The UP LAE results came out a few days after I took the ALS LAE. I found out I did not make the list, but that did not make me feel bad. For weeks now, I’ve been praying to get into the Ateneo, so in a way, being rejected by UP was a blessing in disguise. My parents would probably have wanted me to go to UP if I made it. The only problem now was.. If I don’t make it to Ateneo, where will I go? San Beda was my last option since it was part of the top law schools in the Philippines. I just felt like another rejection would extinguish my desire to pursue law.

After weeks of waiting, the day finally came. 1 April 2013. The day ALS will release the names of accepted applicants. I started to check the website as early as 12:01 am of 1 April 2013. The results page was still blank so I decided to check again in the morning. By the time I woke up for work, the website was no longer accessible. I couldn’t focus on work because I kept checking the site every hour. No change. It was still inaccessible. It was almost 3 in the afternoon, and I still did not know whether or not I should prepare my application for San Beda. After what seemed like an eternity of waiting, I got two text messages simultaneously from two of my closest friends. One read, “CONGRATS, babe!” to which I replied with a confused look. And the confirmation, from my close friend who was already studying law, “I saw your name na. Congrats!”

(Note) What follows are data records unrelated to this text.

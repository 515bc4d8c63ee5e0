use std::hash::Hash;

use fxhash::FxHashSet;

/// Distinct values of `a` that appear nowhere in `b`, in order of their first occurrence in `a`.
///
/// Set semantics, not multiset subtraction: `[1, 1, 2]` minus `[2]` is `[1]`.
pub fn unique_to<T>(a: &[T], b: &[T]) -> Vec<T>
where
    T: Eq + Hash + Clone,
{
    let exclude = b.iter().collect::<FxHashSet<_>>();
    let mut seen = FxHashSet::default();

    a.iter()
        .filter(|val| !exclude.contains(val) && seen.insert(*val))
        .cloned()
        .collect()
}

/// Both directions of the set difference, `(a \ b, b \ a)`.
pub fn symmetric_unique<T>(a: &[T], b: &[T]) -> (Vec<T>, Vec<T>)
where
    T: Eq + Hash + Clone,
{
    (unique_to(a, b), unique_to(b, a))
}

It was an unforgettable hour for me. I froze in my seat. I was utterly speechless (I was teaching at that exact time), and I just couldn’t be more thankful. Finally, after all the storms of the first quarter of 2013, God has given me a rainbow. My perfect rainbow.

God really is faithful. Problems life throws at us are minute compared to the blessings God will repay us with. We may suffer for a while, but rest assured, God will make every suffering worthwhile.